→ WHAT IS EXPECTED
Retype exactly the lines that run from the start of the data to the line holding "as JSON and", including both, and only those.
═════ RECORDS SHOWN
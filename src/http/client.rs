use log::debug;
use reqwest::header::{CONTENT_TYPE, HeaderValue};
use serde_json::Value;

use crate::api::Params;
use crate::error::{DecodeReason, Error, Result, api_message};

const FORM_URLENCODED: &str = "application/x-www-form-urlencoded";

/// HTTP verbs dispatched against the API.
#[derive(Debug, Clone, Copy, PartialEq, Eq)]
pub enum Method {
    Get,
    Post,
    Put,
    Delete,
}

impl std::fmt::Display for Method {
    fn fmt(&self, f: &mut std::fmt::Formatter<'_>) -> std::fmt::Result {
        let name = match self {
            Method::Get => "GET",
            Method::Post => "POST",
            Method::Put => "PUT",
            Method::Delete => "DELETE",
        };
        f.write_str(name)
    }
}

/// One-request-per-call executor over a shared `reqwest::Client`.
///
/// GET and DELETE serialize parameters into the query string; POST and PUT
/// send them as a URL-encoded form body. Responses are decoded as JSON and
/// non-200 statuses are turned into classified errors. No retries.
#[derive(Clone)]
pub struct HttpClient {
    client: reqwest::Client,
}

impl HttpClient {
    /// Wraps a preconfigured reqwest Client. Headers, user agent, timeouts,
    /// and TLS mode are the builder's concern.
    pub fn new(client: reqwest::Client) -> Self {
        Self { client }
    }

    /// Returns a reference to the underlying reqwest Client.
    pub fn inner(&self) -> &reqwest::Client {
        &self.client
    }

    /// Executes one request and decodes the JSON response.
    ///
    /// `form_header_on_get` forces the URL-encoded content-type header onto
    /// GET-shaped requests; the token endpoint expects it.
    #[tracing::instrument(skip(self, params))]
    pub async fn request(
        &self,
        method: Method,
        url: &str,
        params: &Params,
        form_header_on_get: bool,
    ) -> Result<Value> {
        debug!("{} {} with {} parameter(s)...", method, url, params.len());

        let mut request = match method {
            Method::Get => self.client.get(url),
            Method::Post => self.client.post(url),
            Method::Put => self.client.put(url),
            Method::Delete => self.client.delete(url),
        };

        request = match method {
            Method::Get | Method::Delete => {
                if !params.is_empty() {
                    request = request.query(params);
                }
                if form_header_on_get {
                    request = request.header(CONTENT_TYPE, HeaderValue::from_static(FORM_URLENCODED));
                }
                request
            }
            Method::Post | Method::Put => request.form(params),
        };

        let response = request.send().await.map_err(|e| Error::Transport {
            url: url.to_string(),
            message: e.to_string(),
        })?;

        let status = response.status().as_u16();
        let body = response.bytes().await.map_err(|e| Error::Transport {
            url: url.to_string(),
            message: e.to_string(),
        })?;

        let decoded: Value = serde_json::from_slice(&body).map_err(|e| Error::Decode {
            url: url.to_string(),
            reason: DecodeReason::classify(&e),
        })?;

        if status != 200 {
            return Err(Error::Api {
                status,
                message: api_message(&decoded, status),
            });
        }

        Ok(decoded)
    }
}
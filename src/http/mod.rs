//! Transport layer: request execution, JSON decoding, failure classification.

mod client;

pub use client::{HttpClient, Method};
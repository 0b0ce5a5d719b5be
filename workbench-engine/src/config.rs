//! Engine configuration

use crate::error::{EngineError, Result};
use crate::limits::SandboxLimits;
use serde::{Deserialize, Serialize};
use std::path::Path;
use std::time::Duration;

/// Engine configuration, loadable from TOML
#[derive(Debug, Clone, Default, PartialEq, Serialize, Deserialize)]
#[serde(default)]
pub struct EngineConfig {
    /// Script sandbox limits
    pub sandbox: SandboxLimits,
    /// Document synthesis settings
    pub preview: PreviewConfig,
    /// Session store bounds
    pub sessions: SessionConfig,
}

/// Document synthesis settings
#[derive(Debug, Clone, PartialEq, Serialize, Deserialize)]
#[serde(default)]
pub struct PreviewConfig {
    /// Placeholder base URL recorded by the document engine and shown to scripts as `window.location`
    pub base_url: String,
    /// `<title>` used for synthesized documents
    pub title: String,
}

impl Default for PreviewConfig {
    fn default() -> Self {
        Self {
            base_url: "http://localhost/".to_string(),
            title: "Preview".to_string(),
        }
    }
}

/// Session store bounds
#[derive(Debug, Clone, PartialEq, Serialize, Deserialize)]
#[serde(default)]
pub struct SessionConfig {
    /// Sessions kept before the least recently used one is evicted
    pub capacity: usize,
    /// Sessions untouched for longer than this are evicted
    #[serde(with = "humantime_serde")]
    pub idle_ttl: Duration,
}

impl Default for SessionConfig {
    fn default() -> Self {
        Self {
            capacity: 256,
            idle_ttl: Duration::from_secs(60 * 60),
        }
    }
}

impl EngineConfig {
    /// Load configuration from a TOML file, then apply environment overrides
    pub fn load(path: impl AsRef<Path>) -> Result<Self> {
        let path = path.as_ref();
        let content = std::fs::read_to_string(path).map_err(|e| {
            EngineError::Config(format!("Failed to read {}: {}", path.display(), e))
        })?;
        let mut config = Self::from_toml_str(&content)?;
        config.apply_env_overrides()?;
        Ok(config)
    }

    /// Parse configuration text; missing sections take their defaults
    pub fn from_toml_str(content: &str) -> Result<Self> {
        let config: EngineConfig = toml::from_str(content)?;
        config.validate()?;
        Ok(config)
    }

    /// Environment variables take precedence over the file
    pub fn apply_env_overrides(&mut self) -> Result<()> {
        if let Ok(value) = std::env::var("WORKBENCH_SCRIPT_TIMEOUT_MS") {
            let ms: u64 = value.trim().parse().map_err(|_| {
                EngineError::Config(format!("WORKBENCH_SCRIPT_TIMEOUT_MS is not a number: {}", value))
            })?;
            self.sandbox.timeout = Duration::from_millis(ms);
        }
        if let Ok(value) = std::env::var("WORKBENCH_MAX_SESSIONS") {
            self.sessions.capacity = value.trim().parse().map_err(|_| {
                EngineError::Config(format!("WORKBENCH_MAX_SESSIONS is not a number: {}", value))
            })?;
        }
        self.validate()
    }

    fn validate(&self) -> Result<()> {
        if self.sandbox.timeout.is_zero() {
            return Err(EngineError::Config("sandbox.timeout must be positive".to_string()));
        }
        if self.sandbox.max_concurrent == 0 {
            return Err(EngineError::Config(
                "sandbox.max_concurrent must be at least 1".to_string(),
            ));
        }
        if self.sessions.capacity == 0 {
            return Err(EngineError::Config(
                "sessions.capacity must be at least 1".to_string(),
            ));
        }
        Ok(())
    }
}
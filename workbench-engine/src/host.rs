//! Stand-in browser capabilities for sandboxed scripts
//!
//! Scripts written for a browser touch `console`, `document` and `window`
//! before doing anything else. The sandbox answers those calls with the inert
//! implementations below so the script keeps running; nothing here models a
//! render tree. The JavaScript side of the surface is thin glue that forwards
//! every call to one of these traits.

use crate::limits::{LoadEventMode, SandboxLimits};
use serde::Serialize;

/// Console method a line was written with
#[derive(Debug, Clone, Copy, PartialEq, Eq)]
pub enum ConsoleLevel {
    Log,
    Info,
    Warn,
    Error,
    Debug,
}

impl ConsoleLevel {
    pub fn parse(level: &str) -> Self {
        match level {
            "info" => ConsoleLevel::Info,
            "warn" => ConsoleLevel::Warn,
            "error" => ConsoleLevel::Error,
            "debug" => ConsoleLevel::Debug,
            _ => ConsoleLevel::Log,
        }
    }

    /// Prefix distinguishing the line in the collected output
    pub fn marker(self) -> &'static str {
        match self {
            ConsoleLevel::Log | ConsoleLevel::Debug => "",
            ConsoleLevel::Info => "[info] ",
            ConsoleLevel::Warn => "[warn] ",
            ConsoleLevel::Error => "[error] ",
        }
    }
}

/// Destination of everything a script prints
pub trait ConsoleSink: Send {
    fn write(&mut self, level: ConsoleLevel, text: &str);

    fn last_line(&self) -> Option<&str>;

    /// Drain collected lines
    fn take_lines(&mut self) -> Vec<String>;
}

/// Line buffer with an upper bound
#[derive(Debug, Default)]
pub struct BufferedConsole {
    lines: Vec<String>,
    max_lines: usize,
    dropped: usize,
}

impl BufferedConsole {
    pub fn new(max_lines: usize) -> Self {
        Self {
            lines: Vec::new(),
            max_lines,
            dropped: 0,
        }
    }
}

impl ConsoleSink for BufferedConsole {
    fn write(&mut self, level: ConsoleLevel, text: &str) {
        if self.lines.len() >= self.max_lines {
            self.dropped += 1;
            return;
        }
        self.lines.push(format!("{}{}", level.marker(), text));
    }

    fn last_line(&self) -> Option<&str> {
        self.lines.last().map(String::as_str)
    }

    fn take_lines(&mut self) -> Vec<String> {
        let mut lines = std::mem::take(&mut self.lines);
        if self.dropped > 0 {
            lines.push(format!("... {} more lines truncated", self.dropped));
            self.dropped = 0;
        }
        lines
    }
}

/// How a script reached an element
#[derive(Debug, Clone, Copy, PartialEq, Eq)]
pub enum ElementLookup<'a> {
    Selector(&'a str),
    Id(&'a str),
    ClassName(&'a str),
    TagName(&'a str),
    Create(&'a str),
}

impl<'a> ElementLookup<'a> {
    pub fn parse(kind: &str, query: &'a str) -> Self {
        match kind {
            "id" => ElementLookup::Id(query),
            "class" => ElementLookup::ClassName(query),
            "tag" => ElementLookup::TagName(query),
            "create" => ElementLookup::Create(query),
            _ => ElementLookup::Selector(query),
        }
    }
}

/// Shape handed back to the script for an element stub
#[derive(Debug, Clone, PartialEq, Eq, Serialize)]
#[serde(rename_all = "camelCase")]
pub struct ElementDescriptor {
    pub tag_name: String,
    pub id: String,
    pub class_name: String,
    /// Human-readable handle used in recorded lines, e.g. `#app`
    pub label: String,
}

/// Stand-in for `document`
pub trait DocumentStub: Send {
    fn resolve(&mut self, lookup: ElementLookup<'_>) -> ElementDescriptor;

    /// A listener was attached to `target`; returns the line to record, if any
    fn listener_added(&mut self, target: &str, event: &str) -> Option<String>;
}

/// Storage object a script addressed
#[derive(Debug, Clone, Copy, PartialEq, Eq)]
pub enum StorageArea {
    Local,
    Session,
}

impl StorageArea {
    pub fn parse(area: &str) -> Self {
        if area == "session" {
            StorageArea::Session
        } else {
            StorageArea::Local
        }
    }
}

/// Stand-in for `window`
pub trait WindowStub: Send {
    /// Returns the line recorded for the alert
    fn alert(&mut self, message: &str) -> String;

    fn confirm(&mut self, message: &str) -> bool;

    fn prompt(&mut self, message: &str, default: Option<&str>) -> Option<String>;

    fn storage_get(&mut self, area: StorageArea, key: &str) -> Option<String>;

    fn storage_set(&mut self, area: StorageArea, key: &str, value: &str);

    fn load_event_mode(&self) -> LoadEventMode;
}

/// Document stub answering every lookup with a fresh element
#[derive(Debug, Default)]
pub struct InertDocument {
    lookups: usize,
}

impl InertDocument {
    pub fn lookups(&self) -> usize {
        self.lookups
    }
}

impl DocumentStub for InertDocument {
    fn resolve(&mut self, lookup: ElementLookup<'_>) -> ElementDescriptor {
        self.lookups += 1;
        let (tag_name, id, class_name, label) = match lookup {
            ElementLookup::Id(id) => ("div", id, "", format!("#{}", id)),
            ElementLookup::ClassName(class) => ("div", "", class, format!(".{}", class)),
            ElementLookup::TagName(tag) | ElementLookup::Create(tag) => {
                (tag, "", "", tag.to_ascii_lowercase())
            }
            ElementLookup::Selector(selector) => {
                if let Some(id) = selector.strip_prefix('#') {
                    ("div", id, "", selector.to_string())
                } else if let Some(class) = selector.strip_prefix('.') {
                    ("div", "", class, selector.to_string())
                } else {
                    ("div", "", "", selector.to_string())
                }
            }
        };
        ElementDescriptor {
            tag_name: tag_name.to_ascii_lowercase(),
            id: id.to_string(),
            class_name: class_name.to_string(),
            label,
        }
    }

    fn listener_added(&mut self, target: &str, event: &str) -> Option<String> {
        Some(format!("Event listener registered: '{}' on {}", event, target))
    }
}

/// Window stub with empty storage and negative dialogs
#[derive(Debug)]
pub struct InertWindow {
    load_event_mode: LoadEventMode,
}

impl InertWindow {
    pub fn new(load_event_mode: LoadEventMode) -> Self {
        Self { load_event_mode }
    }
}

impl WindowStub for InertWindow {
    fn alert(&mut self, message: &str) -> String {
        format!("[alert] {}", message)
    }

    fn confirm(&mut self, _message: &str) -> bool {
        false
    }

    fn prompt(&mut self, _message: &str, _default: Option<&str>) -> Option<String> {
        None
    }

    fn storage_get(&mut self, _area: StorageArea, _key: &str) -> Option<String> {
        None
    }

    fn storage_set(&mut self, _area: StorageArea, _key: &str, _value: &str) {}

    fn load_event_mode(&self) -> LoadEventMode {
        self.load_event_mode
    }
}

/// The request-scoped set of stand-ins a sandbox sees
pub struct HostSurface {
    console: Box<dyn ConsoleSink>,
    document: Box<dyn DocumentStub>,
    window: Box<dyn WindowStub>,
}

impl HostSurface {
    pub fn new(
        console: impl ConsoleSink + 'static,
        document: impl DocumentStub + 'static,
        window: impl WindowStub + 'static,
    ) -> Self {
        Self {
            console: Box::new(console),
            document: Box::new(document),
            window: Box::new(window),
        }
    }

    /// Default surface for a run under `limits`
    pub fn inert(limits: &SandboxLimits) -> Self {
        Self::new(
            BufferedConsole::new(limits.max_output_lines),
            InertDocument::default(),
            InertWindow::new(limits.load_event_mode),
        )
    }

    pub fn log(&mut self, level: ConsoleLevel, text: &str) {
        self.console.write(level, text);
    }

    pub fn resolve(&mut self, lookup: ElementLookup<'_>) -> ElementDescriptor {
        self.document.resolve(lookup)
    }

    pub fn element_listener(&mut self, target: &str, event: &str) {
        if let Some(line) = self.document.listener_added(target, event) {
            self.console.write(ConsoleLevel::Log, &line);
        }
    }

    /// Returns true when the listener must be invoked right away
    pub fn window_listener(&mut self, event: &str) -> bool {
        if event == "load" && self.window.load_event_mode() == LoadEventMode::Immediate {
            return true;
        }
        self.console.write(
            ConsoleLevel::Log,
            &format!("Event listener registered: '{}' on window", event),
        );
        false
    }

    pub fn alert(&mut self, message: &str) {
        let line = self.window.alert(message);
        self.console.write(ConsoleLevel::Log, &line);
    }

    pub fn confirm(&mut self, message: &str) -> bool {
        self.window.confirm(message)
    }

    pub fn prompt(&mut self, message: &str, default: Option<&str>) -> Option<String> {
        self.window.prompt(message, default)
    }

    pub fn storage_get(&mut self, area: StorageArea, key: &str) -> Option<String> {
        self.window.storage_get(area, key)
    }

    pub fn storage_set(&mut self, area: StorageArea, key: &str, value: &str) {
        self.window.storage_set(area, key, value);
    }

    pub fn require(&mut self, module: &str) {
        self.console.write(
            ConsoleLevel::Warn,
            &format!("require('{}') is simulated; returning an empty object", module),
        );
    }

    pub fn fetch(&mut self, url: &str) {
        self.console.write(
            ConsoleLevel::Info,
            &format!("fetch('{}') is simulated; returning an empty response", url),
        );
    }

    /// Append `Result: <value>` unless the value is already the last line
    pub fn record_completion(&mut self, value: &str) {
        if self.console.last_line() != Some(value) {
            self.console
                .write(ConsoleLevel::Log, &format!("Result: {}", value));
        }
    }

    pub fn into_lines(mut self) -> Vec<String> {
        self.console.take_lines()
    }
}

#[cfg(test)]
mod tests {
    use super::*;

    #[test]
    fn test_console_markers() {
        let mut console = BufferedConsole::new(10);
        console.write(ConsoleLevel::Log, "plain");
        console.write(ConsoleLevel::Info, "note");
        console.write(ConsoleLevel::Warn, "careful");
        console.write(ConsoleLevel::Error, "broken");
        assert_eq!(
            console.take_lines(),
            vec!["plain", "[info] note", "[warn] careful", "[error] broken"]
        );
    }

    #[test]
    fn test_console_truncates() {
        let mut console = BufferedConsole::new(2);
        for i in 0..5 {
            console.write(ConsoleLevel::Log, &i.to_string());
        }
        assert_eq!(
            console.take_lines(),
            vec!["0", "1", "... 3 more lines truncated"]
        );
    }

    #[test]
    fn test_document_lookups() {
        let mut document = InertDocument::default();
        let by_id = document.resolve(ElementLookup::Id("app"));
        assert_eq!(by_id.label, "#app");
        assert_eq!(by_id.id, "app");

        let created = document.resolve(ElementLookup::Create("BUTTON"));
        assert_eq!(created.tag_name, "button");

        let by_selector = document.resolve(ElementLookup::parse("selector", ".card"));
        assert_eq!(by_selector.class_name, "card");
        assert_eq!(document.lookups(), 3);
    }

    #[test]
    fn test_window_load_fires_immediately_by_default() {
        let mut host = HostSurface::inert(&SandboxLimits::default());
        assert!(host.window_listener("load"));
        assert!(!host.window_listener("resize"));
        assert_eq!(
            host.into_lines(),
            vec!["Event listener registered: 'resize' on window"]
        );
    }

    #[test]
    fn test_window_load_can_be_recorded() {
        let limits = SandboxLimits {
            load_event_mode: LoadEventMode::Record,
            ..SandboxLimits::default()
        };
        let mut host = HostSurface::inert(&limits);
        assert!(!host.window_listener("load"));
    }

    #[test]
    fn test_dialogs_and_storage_are_negative() {
        let mut host = HostSurface::inert(&SandboxLimits::default());
        assert!(!host.confirm("sure?"));
        assert_eq!(host.prompt("name?", Some("x")), None);
        host.storage_set(StorageArea::Local, "k", "v");
        assert_eq!(host.storage_get(StorageArea::Local, "k"), None);
        host.alert("hello");
        assert_eq!(host.into_lines(), vec!["[alert] hello"]);
    }

    #[test]
    fn test_completion_is_not_repeated() {
        let mut host = HostSurface::inert(&SandboxLimits::default());
        host.log(ConsoleLevel::Log, "2");
        host.record_completion("2");
        host.record_completion("3");
        assert_eq!(host.into_lines(), vec!["2", "Result: 3"]);
    }
}
mod session_workflow_tests;
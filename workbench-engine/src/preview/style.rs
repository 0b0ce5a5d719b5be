//! Style previews
//!
//! A stylesheet is shown against the markup the session rendered last, or,
//! when there is none, against a gallery of sample elements.

use super::markup::{MarkupRenderer, USER_STYLE_MARKER};
use super::template::{escape_text, fill};
use super::DocumentEngine;
use crate::classifier::Language;
use crate::error::{EngineError, Result};
use crate::state::ExecutionState;
use crate::types::ExecutionResult;
use regex::Regex;
use std::sync::{Arc, OnceLock};

const GALLERY_TEMPLATE: &str = include_str!("templates/gallery.html");

pub struct StylePreviewer {
    markup: Arc<MarkupRenderer>,
    engine: Arc<dyn DocumentEngine>,
    title: String,
}

impl StylePreviewer {
    pub fn new(
        markup: Arc<MarkupRenderer>,
        engine: Arc<dyn DocumentEngine>,
        title: impl Into<String>,
    ) -> Self {
        Self {
            markup,
            engine,
            title: title.into(),
        }
    }

    pub fn render(&self, state: &mut ExecutionState, code: &str) -> ExecutionResult {
        let composes = state.composes_with_markup();
        match self.compose(state, code) {
            Ok(document) => {
                let output = if composes {
                    "CSS applied to the current HTML preview"
                } else {
                    "CSS preview rendered"
                };
                ExecutionResult::document(output, document)
            }
            Err(e) => {
                tracing::warn!(error = %e, "Style preview failed");
                ExecutionResult::failure(&e, "")
            }
        }
        .with_language(Language::Style)
    }

    fn compose(&self, state: &mut ExecutionState, code: &str) -> Result<String> {
        check_style_syntax(code)?;
        let block = user_style(code);

        if let Some(markup) = state.last_markup.clone().filter(|_| state.markup_mode) {
            state.last_composed = Some(format!(
                "<html><head>{}</head><body></body></html>",
                block
            ));
            return self.markup.compose(state, &markup);
        }

        let document = fill(
            GALLERY_TEMPLATE,
            &[("title", &escape_text(&self.title)), ("style", &block)],
        )?;
        let normalized = self.engine.normalize(&document)?;
        state.last_composed = Some(normalized.clone());
        state.touch();
        Ok(normalized)
    }
}

/// Wrap rules in the block markup renders carry forward
fn user_style(code: &str) -> String {
    static STYLE_CLOSE: OnceLock<Regex> = OnceLock::new();
    let style_close = STYLE_CLOSE
        .get_or_init(|| Regex::new(r"(?i)</(style)").expect("style close pattern is valid"));
    format!(
        "<style {}>\n{}\n</style>",
        USER_STYLE_MARKER,
        style_close.replace_all(code, "<\\/$1")
    )
}

/// Reject stylesheets with unbalanced braces or an unterminated comment or string
pub fn check_style_syntax(code: &str) -> Result<()> {
    let mut depth: usize = 0;
    let mut line = 1;
    let mut chars = code.chars().peekable();

    while let Some(c) = chars.next() {
        match c {
            '\n' => line += 1,
            '/' if chars.peek() == Some(&'*') => {
                chars.next();
                let start = line;
                let mut closed = false;
                while let Some(c) = chars.next() {
                    if c == '\n' {
                        line += 1;
                    } else if c == '*' && chars.peek() == Some(&'/') {
                        chars.next();
                        closed = true;
                        break;
                    }
                }
                if !closed {
                    return Err(EngineError::StyleSyntax(format!(
                        "unterminated comment starting on line {}",
                        start
                    )));
                }
            }
            '"' | '\'' => {
                let quote = c;
                let mut closed = false;
                while let Some(c) = chars.next() {
                    match c {
                        '\\' => {
                            chars.next();
                        }
                        '\n' => break,
                        c if c == quote => {
                            closed = true;
                            break;
                        }
                        _ => {}
                    }
                }
                if !closed {
                    return Err(EngineError::StyleSyntax(format!(
                        "unterminated string on line {}",
                        line
                    )));
                }
            }
            '{' => depth += 1,
            '}' => {
                if depth == 0 {
                    return Err(EngineError::StyleSyntax(format!(
                        "unexpected '}}' on line {}",
                        line
                    )));
                }
                depth -= 1;
            }
            _ => {}
        }
    }

    if depth > 0 {
        return Err(EngineError::StyleSyntax(format!(
            "{} unclosed '{{' at end of input",
            depth
        )));
    }
    Ok(())
}
//! Markup and style composition within a session

use crate::common::{fresh_session, test_engine};

#[tokio::test]
async fn test_style_applies_to_previous_markup() {
    let engine = test_engine();
    let session = fresh_session();

    let markup = engine.execute_code(&session, "<p>hi</p>", "html").await;
    assert!(markup.success);

    let styled = engine.execute_code(&session, "p { color: red; }", "css").await;
    assert!(styled.success, "{:?}", styled.error);
    assert!(styled.is_document);
    let document = styled.document_content.unwrap();
    assert!(document.contains("<p>hi</p>"));
    assert!(document.contains("p { color: red; }"));
    assert!(!document.contains("workbench-gallery"));
}

#[tokio::test]
async fn test_style_without_markup_renders_gallery() {
    let engine = test_engine();
    let rule = ".card { border-radius: 12px; }";
    let result = engine.execute_code(&fresh_session(), rule, "css").await;

    assert!(result.success);
    let document = result.document_content.unwrap();
    assert!(document.starts_with("<!DOCTYPE html>"));
    assert!(document.contains(rule));
    assert!(document.contains("workbench-gallery"));
    assert!(document.contains("<select>"));
}

#[tokio::test]
async fn test_markup_render_is_idempotent() {
    let engine = test_engine();
    let session = fresh_session();

    let first = engine.execute_code(&session, "<h1>Title</h1>", "html").await;
    let second = engine.execute_code(&session, "<h1>Title</h1>", "html").await;
    assert_eq!(first.document_content, second.document_content);
}

#[tokio::test]
async fn test_style_is_carried_into_later_markup() {
    let engine = test_engine();
    let session = fresh_session();

    engine.execute_code(&session, "<p>one</p>", "html").await;
    let styled = engine.execute_code(&session, "p { margin: 2em; }", "css").await;
    let rerendered = engine.execute_code(&session, "<p>one</p>", "html").await;
    assert_eq!(styled.document_content, rerendered.document_content);

    let other = engine.execute_code(&session, "<p>two</p>", "html").await;
    let document = other.document_content.unwrap();
    assert!(document.contains("<p>two</p>"));
    assert_eq!(document.matches("p { margin: 2em; }").count(), 1);
}

#[tokio::test]
async fn test_sessions_do_not_compose() {
    let engine = test_engine();
    engine.execute_code(&fresh_session(), "<p>mine</p>", "html").await;

    let result = engine
        .execute_code(&fresh_session(), "p { color: red; }", "css")
        .await;
    let document = result.document_content.unwrap();
    assert!(document.contains("workbench-gallery"));
    assert!(!document.contains("mine"));
}

#[tokio::test]
async fn test_invalid_style_fails_without_touching_state() {
    let engine = test_engine();
    let session = fresh_session();
    engine.execute_code(&session, "<p>hi</p>", "html").await;
    let before = engine.sessions().snapshot(&session).await;

    let broken = engine.execute_code(&session, "p { color: red;", "css").await;
    assert!(!broken.success);
    assert!(broken.error.unwrap().starts_with("CSS syntax error"));
    assert_eq!(engine.sessions().snapshot(&session).await, before);

    let fixed = engine.execute_code(&session, "p { color: red; }", "css").await;
    assert!(fixed.document_content.unwrap().contains("<p>hi</p>"));
}

#[tokio::test]
async fn test_full_document_keeps_its_head() {
    let engine = test_engine();
    let session = fresh_session();
    engine.execute_code(&session, "<p>x</p>", "html").await;
    engine.execute_code(&session, "p { color: green; }", "css").await;

    let result = engine
        .execute_code(
            &session,
            "<!DOCTYPE html><html><head><title>Own</title></head><body><p>y</p></body></html>",
            "html",
        )
        .await;
    let document = result.document_content.unwrap();
    assert!(document.contains("<title>Own</title>"));
    assert!(document.contains("p { color: green; }"));
}

#[tokio::test]
async fn test_style_applies_to_document_without_head() {
    let engine = test_engine();
    let session = fresh_session();
    engine
        .execute_code(&session, "<html><body><p>bare</p></body></html>", "html")
        .await;

    let styled = engine.execute_code(&session, "p { color: red; }", "css").await;
    assert!(styled.success);
    assert_eq!(styled.output, "CSS applied to the current HTML preview");
    let document = styled.document_content.unwrap();
    assert!(document.contains("<p>bare</p>"));
    assert!(document.contains("p { color: red; }"));
}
══════════
→ WRITTEN ANSWER
filename src/http/client.rs
use log::debug;
use reqwest::header::{CONTENT_TYPE, HeaderValue};
use serde_json::Value;

use crate::api::Params;
use crate::error::{DecodeReason, Error, Result, api_message};

const FORM_URLENCODED: &str = "application/x-www-form-urlencoded";

/// HTTP verbs dispatched against the API.
#[derive(Debug, Clone, Copy, PartialEq, Eq)]
pub enum Method {
    Get,
    Post,
    Put,
    Delete,
}

impl std::fmt::Display for Method {
    fn fmt(&self, f: &mut std::fmt::Formatter<'_>) -> std::fmt::Result {
        let name = match self {
            Method::Get => "GET",
            Method::Post => "POST",
            Method::Put => "PUT",
            Method::Delete => "DELETE",
        };
        f.write_str(name)
    }
}

/// One-request-per-call executor over a shared `reqwest::Client`.
///
/// GET and DELETE serialize parameters into the query string; POST and PUT
/// send them as a URL-encoded form body. Responses are decoded as JSON and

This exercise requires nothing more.